Alternative forms[edit]

Noun[edit]

air jacket (plural air jackets)

  1. A lifejacket.
    • 1867, William Henry Smyth, The Sailor’s Word-Book[1], London: Blackie & Son, page 28:
      AIR-JACKET. A leathern garment furnished with inflated bladders, to buoy the wearer up in the water.
    • 1985, Lawrence Durrell, chapter 1, in Quinx[2], New York: Viking, page 29:
      She wore an inflatable air jacket stolen from Air France.
  2. (equestrianism) An inflatable vest worn to cushion falls.
    • 1765, George Alexander Stevens, The Celebrated Lecture on Heads, London: R. Richards, Part 3, p. 16,[3]
      [] our army all should wear a new uniform; all our horse infantry should wear air jackets, and all our foot cavalry should wear cork waistcoats; and then ye know why they’d be all over the sea before you could say Jack Robinson.
    • 2014, Lauren St John, The One Dollar Horse:
      Anna Sparks shrugged into her air jacket and slipped her bib over the top of it.
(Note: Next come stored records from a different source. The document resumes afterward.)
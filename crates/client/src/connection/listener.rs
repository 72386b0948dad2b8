// SPDX-License-Identifier: MIT
// Copyright (c) 2026 Alfred Jean LLC

//! Connection state observers.

use std::sync::{Arc, Mutex};

use dw_core::ConnectionState;

use crate::{isolate, lock};

/// Notified with the new state after every transition.
pub trait ConnectionStateListener: Send + Sync {
    fn connection_state_changed(&self, state: ConnectionState);
}

impl<F> ConnectionStateListener for F
where
    F: Fn(ConnectionState) + Send + Sync,
{
    fn connection_state_changed(&self, state: ConnectionState) {
        self(state)
    }
}

/// Ordered listener set; identity is `Arc` pointer identity.
#[derive(Default)]
pub(crate) struct Listeners {
    entries: Mutex<Vec<Arc<dyn ConnectionStateListener>>>,
}

impl Listeners {
    /// Adds a listener at the end. Adding the same instance twice is a no-op.
    pub fn add(&self, listener: Arc<dyn ConnectionStateListener>) {
        let mut entries = lock(&self.entries);
        if !entries.iter().any(|l| Arc::ptr_eq(l, &listener)) {
            entries.push(listener);
        }
    }

    /// Removes a listener. Returns false if it was not registered.
    pub fn remove(&self, listener: &Arc<dyn ConnectionStateListener>) -> bool {
        let mut entries = lock(&self.entries);
        let before = entries.len();
        entries.retain(|l| !Arc::ptr_eq(l, listener));
        entries.len() != before
    }

    pub fn len(&self) -> usize {
        lock(&self.entries).len()
    }

    /// Delivers `state` to every listener in insertion order.
    ///
    /// Runs on a snapshot, so listeners may add or remove listeners. A
    /// panicking listener is logged and skipped.
    pub fn notify(&self, state: ConnectionState) {
        let snapshot = lock(&self.entries).clone();
        for listener in snapshot {
            isolate("connection state listener", || {
                listener.connection_state_changed(state)
            });
        }
    }
}
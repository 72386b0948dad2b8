// SPDX-License-Identifier: MIT
// Copyright (c) 2026 Alfred Jean LLC

//! Transport abstraction for frame delivery.
//!
//! Provides a trait-based transport layer that enables:
//! - Real WebSocket connections for production
//! - Mock transports for unit testing
//!
//! A transport moves opaque text frames; the connection state machine owns
//! their meaning.

use std::future::Future;
use std::pin::Pin;
use std::sync::Arc;

/// Error type for transport operations.
#[derive(Debug, thiserror::Error)]
pub enum TransportError {
    /// Connection failed.
    #[error("connection failed: {0}")]
    ConnectionFailed(String),

    /// Connection closed unexpectedly.
    #[error("connection closed")]
    ConnectionClosed,

    /// Send failed.
    #[error("send failed: {0}")]
    SendFailed(String),

    /// Receive failed.
    #[error("receive failed: {0}")]
    ReceiveFailed(String),
}

/// Result type for transport operations.
pub type TransportResult<T> = Result<T, TransportError>;

/// Boxed future returned by [`Transport`] methods.
pub type TransportFuture<'a, T> = Pin<Box<dyn Future<Output = TransportResult<T>> + Send + 'a>>;

/// Transport trait for WebSocket-like communication.
///
/// The connection drives one transport per connection attempt: `open`
/// success is the open event, frames from `recv` are the frame-received
/// events, `recv` returning `None` is the close event and any error is the
/// error event.
pub trait Transport: Send + Sync {
    /// Connect to a remote server.
    fn open(&mut self, url: &str) -> TransportFuture<'_, ()>;

    /// Disconnect from the server.
    fn close(&mut self) -> TransportFuture<'_, ()>;

    /// Send a frame to the server.
    fn send(&mut self, frame: String) -> TransportFuture<'_, ()>;

    /// Receive the next frame from the server.
    ///
    /// Returns `None` if the connection is closed. Must be cancel safe: the
    /// session drops a pending `recv` whenever an outbound frame is ready.
    fn recv(&mut self) -> TransportFuture<'_, Option<String>>;

    /// Check if connected.
    fn is_open(&self) -> bool;
}

/// Creates a fresh transport for every connection attempt.
pub type TransportFactory = Arc<dyn Fn() -> Box<dyn Transport> + Send + Sync>;

/// Factory producing [`WebSocketTransport`]s.
pub fn websocket_factory() -> TransportFactory {
    Arc::new(|| Box::new(WebSocketTransport::new()) as Box<dyn Transport>)
}

type WsStream =
    tokio_tungstenite::WebSocketStream<tokio_tungstenite::MaybeTlsStream<tokio::net::TcpStream>>;

/// WebSocket transport implementation using tokio-tungstenite.
pub struct WebSocketTransport {
    /// The WebSocket connection, if connected.
    ws: Option<WebSocketConnection>,
}

/// Internal WebSocket connection wrapper.
struct WebSocketConnection {
    sink: futures_util::stream::SplitSink<WsStream, tokio_tungstenite::tungstenite::Message>,
    stream: futures_util::stream::SplitStream<WsStream>,
}

impl WebSocketTransport {
    /// Create a new WebSocket transport.
    pub fn new() -> Self {
        WebSocketTransport { ws: None }
    }
}

impl Default for WebSocketTransport {
    fn default() -> Self {
        Self::new()
    }
}

impl Transport for WebSocketTransport {
    fn open(&mut self, url: &str) -> TransportFuture<'_, ()> {
        let url = url.to_string();
        Box::pin(async move {
            use futures_util::StreamExt;

            let (ws_stream, _) = tokio_tungstenite::connect_async(&url)
                .await
                .map_err(|e| TransportError::ConnectionFailed(e.to_string()))?;

            let (sink, stream) = ws_stream.split();
            self.ws = Some(WebSocketConnection { sink, stream });
            Ok(())
        })
    }

    fn close(&mut self) -> TransportFuture<'_, ()> {
        Box::pin(async move {
            if let Some(mut ws) = self.ws.take() {
                use futures_util::SinkExt;
                if let Err(e) = ws.sink.close().await {
                    tracing::debug!("websocket close failed: {}", e);
                }
            }
            Ok(())
        })
    }

    fn send(&mut self, frame: String) -> TransportFuture<'_, ()> {
        Box::pin(async move {
            use futures_util::SinkExt;
            use tokio_tungstenite::tungstenite::Message;

            let ws = self.ws.as_mut().ok_or(TransportError::ConnectionClosed)?;

            if let Err(e) = ws.sink.send(Message::Text(frame.into())).await {
                // Connection is broken, clear it
                self.ws = None;
                return Err(TransportError::SendFailed(e.to_string()));
            }

            Ok(())
        })
    }

    fn recv(&mut self) -> TransportFuture<'_, Option<String>> {
        Box::pin(async move {
            use futures_util::StreamExt;
            use tokio_tungstenite::tungstenite::Message;

            let ws = self.ws.as_mut().ok_or(TransportError::ConnectionClosed)?;

            loop {
                match ws.stream.next().await {
                    Some(Ok(Message::Text(text))) => {
                        return Ok(Some(text.as_str().to_string()));
                    }
                    Some(Ok(Message::Close(_))) => {
                        self.ws = None;
                        return Ok(None);
                    }
                    Some(Ok(_)) => {
                        // Ping/pong are answered by tungstenite; binary is not part of the protocol
                        continue;
                    }
                    Some(Err(e)) => {
                        self.ws = None;
                        return Err(TransportError::ReceiveFailed(e.to_string()));
                    }
                    None => {
                        self.ws = None;
                        return Ok(None);
                    }
                }
            }
        })
    }

    fn is_open(&self) -> bool {
        self.ws.is_some()
    }
}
There was a time when she'd have felt invincible in the lead-up to the cross-country, especially if she'd posted a personal best of 40.3 to lie third behind David Powell and Sam Tide after the dressage, but today nerves roared through her system like ocean waves, building and crashing.
    • 2017, Guy N. Rutty, Essentials of Autopsy Practice, page 94:
      If a competitor chooses to wear an inflatable air jacket during the cross country phase it must be placed over the top of a body protector, whereas in the other phases/other disciplines the air jacket can be worn without a body protector.
  3. An enclosed space containing nothing but air that surrounds something in order to provide insulation.
    • 1906 November 7, E. Favary, “Air Cooling Devices”, in The Horseless Age: The Automobile Trade Magazine, volume 18, number 19:
      In the first Daimler gasoline engines a current of air was forced through an air jacket surrounding the cylinder by means of a rotary fan mounted on the crank shaft.
    • 1938, Benjamin Charles Gruenberg, Samuel P. Unzicker, Science in Our Lives, page 222:
      But instead of having an air jacket around the firebox or stove, it has many water pipes among the flames.
    • 2021, Wei-Hua Wang, Infertility and Assisted Reproduction, page 227:
      For example, if one patient was conducted two times of frozen–thawed embryo transfer (FET) (all embryos from the air jacket incubator) and was verified pregnant at last, the clinical pregnancy rate would be 50%.